At any rate, Donald Duck goes a-wooing. He rides his burro (Lee Millar) to her house. Daisy dances for him, then falls and lands on the burro, who kicks her into the fountain. Donald laughs, so they quarrel. She goes back into her house, and he storms off. He returns, having traded the burro for a car. They go driving off together, but then the car breaks down. She is knocked into a dirty puddle, and he laughs again. They quarrel some more, and she rides off on a unicycle because why the heck not. “Jenny” the burro laughs at the whole thing.
Donald had been around for three years at this point. Mickey would start with a love interest—she appears in his first short regardless of whether you’re counting “Steamboat Willie” or “Plane Crazy.” Donald took longer, and I think this is in part because the youngest Mickey has ever seemed in relevant human years is perhaps a late teenager; in some of Donald’s early appearances, he seems considerably more childlike. I tend to like him better when he’s acting younger, as it gives him more of an excuse to be less in control. Once he acquires a love interest and young nephews, he just comes across as abusive.
Practically all that matters about the short’s Mexican setting is the costuming. Donald wears an enormous sombrero, which eventually gets shrunk when sprayed with boiling water, and Daisy wears a comb and mantilla. She also does a Mexican hat dance. The actual point of the short, inasmuch as it has one, is the conflict between your standard Disney Semi-Sentient Animal and its owner and then the ornery nature of animated machinery. Change the costuming and take away two bits of the short, and you could set it in rural practically anywhere, especially in the ‘30s. Doubtless there were still Americans and Canadians and people from various places around Europe who went a-wooing riding animals and had romantic interests who preferred cars.

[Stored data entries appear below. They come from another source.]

#![forbid(unsafe_code)]

use aletheia_kernel_contracts::vt1micro::MicroMomentMap;
use aletheia_kernel_contracts::vt1voice::AcousticFeatureVector;
use aletheia_kernel_contracts::ContractViolation;

/// Fixed thresholds for the involuntary-marker flags. Tunable constants,
/// not per-deployment hard-codes; `mvp_v1()` carries the shipped values.
///
/// Pitch-variability bands: flat prosody below `flat_pitch_std_max_hz`,
/// tremor above `tremor_pitch_std_min_hz`, nothing in between. The gap
/// keeps the two flags mutually exclusive by construction.
#[derive(Debug, Clone, Copy, PartialEq)]
pub struct Vt1MicroConfig {
    pub tremor_pitch_std_min_hz: f64,
    pub flat_pitch_std_max_hz: f64,
    pub crack_pitch_range_min_hz: f64,
    pub sigh_energy_std_min: f64,
    pub hesitation_pause_ratio_min: f64,
    pub harsh_zcr_min: f64,
}

impl Vt1MicroConfig {
    pub fn mvp_v1() -> Self {
        Self {
            tremor_pitch_std_min_hz: 30.0,
            flat_pitch_std_max_hz: 10.0,
            crack_pitch_range_min_hz: 180.0,
            sigh_energy_std_min: 0.15,
            hesitation_pause_ratio_min: 0.35,
            harsh_zcr_min: 0.12,
        }
    }
}

#[derive(Debug, Clone)]
pub struct Vt1MicroRuntime {
    config: Vt1MicroConfig,
}

impl Vt1MicroRuntime {
    pub fn new(config: Vt1MicroConfig) -> Result<Self, ContractViolation> {
        if config.flat_pitch_std_max_hz >= config.tremor_pitch_std_min_hz {
            return Err(ContractViolation::InvalidValue {
                field: "micro_config",
                reason: "flat-prosody band must end below the tremor band",
            });
        }
        Ok(Self { config })
    }

    /// Each flag is computed independently from one named statistic; a
    /// missing statistic yields false, never an error.
    pub fn analyze(&self, features: &AcousticFeatureVector) -> MicroMomentMap {
        let voice_tremor = above(features.pitch_std_hz, self.config.tremor_pitch_std_min_hz);
        let flat_prosody = below(features.pitch_std_hz, self.config.flat_pitch_std_max_hz);
        let voice_crack = above(features.pitch_range_hz, self.config.crack_pitch_range_min_hz);
        let sigh_detected = above(features.energy_std, self.config.sigh_energy_std_min);
        let hesitation = above(features.pause_ratio, self.config.hesitation_pause_ratio_min);
        let harsh_voice = above(
            features.zero_crossing_rate,
            self.config.harsh_zcr_min,
        );

        MicroMomentMap::v1(
            voice_tremor,
            voice_crack,
            flat_prosody,
            sigh_detected,
            hesitation,
            harsh_voice,
        )
        .expect("disjoint pitch-variability bands cannot assert tremor and flat prosody together")
    }
}

fn above(value: Option<f64>, threshold: f64) -> bool {
    matches!(value, Some(v) if v > threshold)
}

fn below(value: Option<f64>, threshold: f64) -> bool {
    matches!(value, Some(v) if v < threshold)
}

#[cfg(test)]
mod tests {
    use super::*;

    fn runtime() -> Vt1MicroRuntime {
        Vt1MicroRuntime::new(Vt1MicroConfig::mvp_v1()).unwrap()
    }

    fn features() -> AcousticFeatureVector {
        AcousticFeatureVector::empty()
    }

    #[test]
    fn at_micro_01_overlapping_bands_are_rejected_at_construction() {
        let mut config = Vt1MicroConfig::mvp_v1();
        config.flat_pitch_std_max_hz = 30.0;
        assert!(Vt1MicroRuntime::new(config).is_err());
    }

    #[test]
    fn at_micro_02_missing_features_assert_nothing() {
        let out = runtime().analyze(&features());
        assert_eq!(out.count(), 0);
    }

    #[test]
    fn at_micro_03_pitch_variability_band_boundaries() {
        let mut f = features();
        f.pitch_std_hz = Some(9.9);
        let out = runtime().analyze(&f);
        assert!(out.flat_prosody);
        assert!(!out.voice_tremor);

        // The band edges themselves belong to the neutral gap.
        f.pitch_std_hz = Some(10.0);
        let out = runtime().analyze(&f);
        assert!(!out.flat_prosody);
        assert!(!out.voice_tremor);

        f.pitch_std_hz = Some(30.0);
        let out = runtime().analyze(&f);
        assert!(!out.flat_prosody);
        assert!(!out.voice_tremor);

        f.pitch_std_hz = Some(30.1);
        let out = runtime().analyze(&f);
        assert!(!out.flat_prosody);
        assert!(out.voice_tremor);
    }

    #[test]
    fn at_micro_04_each_flag_tracks_its_own_statistic() {
        let mut f = features();
        f.pitch_range_hz = Some(200.0);
        f.energy_std = Some(0.2);
        f.pause_ratio = Some(0.4);
        f.zero_crossing_rate = Some(0.15);
        let out = runtime().analyze(&f);
        assert!(out.voice_crack);
        assert!(out.sigh_detected);
        assert!(out.hesitation);
        assert!(out.harsh_voice);
        assert!(!out.voice_tremor);
        assert!(!out.flat_prosody);
        assert_eq!(out.count(), 4);
    }

    #[test]
    fn at_micro_05_thresholds_are_exclusive_at_the_boundary() {
        let mut f = features();
        f.pause_ratio = Some(0.35);
        assert!(!runtime().analyze(&f).hesitation);
        f.pause_ratio = Some(0.36);
        assert!(runtime().analyze(&f).hesitation);
    }
}
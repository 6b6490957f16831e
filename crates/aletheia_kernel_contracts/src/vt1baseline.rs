#![forbid(unsafe_code)]

use crate::common::{
    validate_finite, validate_unit_interval, ContractViolation, SchemaVersion, Validate,
};

pub const VT1BASELINE_CONTRACT_VERSION: SchemaVersion = SchemaVersion(1);

/// Minimum analyzed sessions before the external baseline store may mark a
/// baseline established.
pub const BASELINE_MIN_SESSIONS: u32 = 3;

/// Snapshot of a user's rolling personal voice baseline, owned and written
/// by the external baseline store. This core only reads it.
///
/// `established == false` means "no baseline" regardless of the other
/// fields; the comparator returns zero deviation in that state.
#[derive(Debug, Clone, Copy, PartialEq)]
pub struct UserVoiceBaseline {
    pub schema_version: SchemaVersion,
    pub sessions_analyzed: u32,
    pub established: bool,
    pub typical_pitch_mean_hz: f64,
    pub typical_pitch_std_hz: f64,
    pub typical_energy_mean: f64,
    pub typical_energy_std: f64,
    pub typical_speech_rate_sps: f64,
    pub typical_pause_ratio: f64,
}

impl UserVoiceBaseline {
    #[allow(clippy::too_many_arguments)]
    pub fn v1(
        sessions_analyzed: u32,
        established: bool,
        typical_pitch_mean_hz: f64,
        typical_pitch_std_hz: f64,
        typical_energy_mean: f64,
        typical_energy_std: f64,
        typical_speech_rate_sps: f64,
        typical_pause_ratio: f64,
    ) -> Result<Self, ContractViolation> {
        let v = Self {
            schema_version: VT1BASELINE_CONTRACT_VERSION,
            sessions_analyzed,
            established,
            typical_pitch_mean_hz,
            typical_pitch_std_hz,
            typical_energy_mean,
            typical_energy_std,
            typical_speech_rate_sps,
            typical_pause_ratio,
        };
        v.validate()?;
        Ok(v)
    }
}

impl Validate for UserVoiceBaseline {
    fn validate(&self) -> Result<(), ContractViolation> {
        if self.schema_version != VT1BASELINE_CONTRACT_VERSION {
            return Err(ContractViolation::InvalidValue {
                field: "baseline.schema_version",
                reason: "must match VT1BASELINE_CONTRACT_VERSION",
            });
        }
        if self.established && self.sessions_analyzed < BASELINE_MIN_SESSIONS {
            return Err(ContractViolation::InvalidValue {
                field: "baseline.established",
                reason: "requires sessions_analyzed >= 3",
            });
        }
        validate_finite("baseline.typical_pitch_mean_hz", self.typical_pitch_mean_hz)?;
        validate_finite("baseline.typical_pitch_std_hz", self.typical_pitch_std_hz)?;
        validate_finite("baseline.typical_energy_mean", self.typical_energy_mean)?;
        validate_finite("baseline.typical_energy_std", self.typical_energy_std)?;
        validate_finite(
            "baseline.typical_speech_rate_sps",
            self.typical_speech_rate_sps,
        )?;
        validate_unit_interval("baseline.typical_pause_ratio", self.typical_pause_ratio)?;
        if self.typical_pitch_std_hz < 0.0 {
            return Err(ContractViolation::InvalidValue {
                field: "baseline.typical_pitch_std_hz",
                reason: "must be >= 0",
            });
        }
        if self.typical_energy_std < 0.0 {
            return Err(ContractViolation::InvalidValue {
                field: "baseline.typical_energy_std",
                reason: "must be >= 0",
            });
        }
        Ok(())
    }
}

This is the first cartoon that would eventually be released as a Donald Duck short, though its initial release was as a Mickey Mouse one. In 1937, Donald was slowly starting to develop as his own character, which would eventually include acquiring his own cast of supporting characters. Donna was the first of them, and that remains true whether or not she’s actually Daisy. In fact, she’s more interesting if she isn’t, because that makes Donald the only major Disney character to have an ex other than Minnie.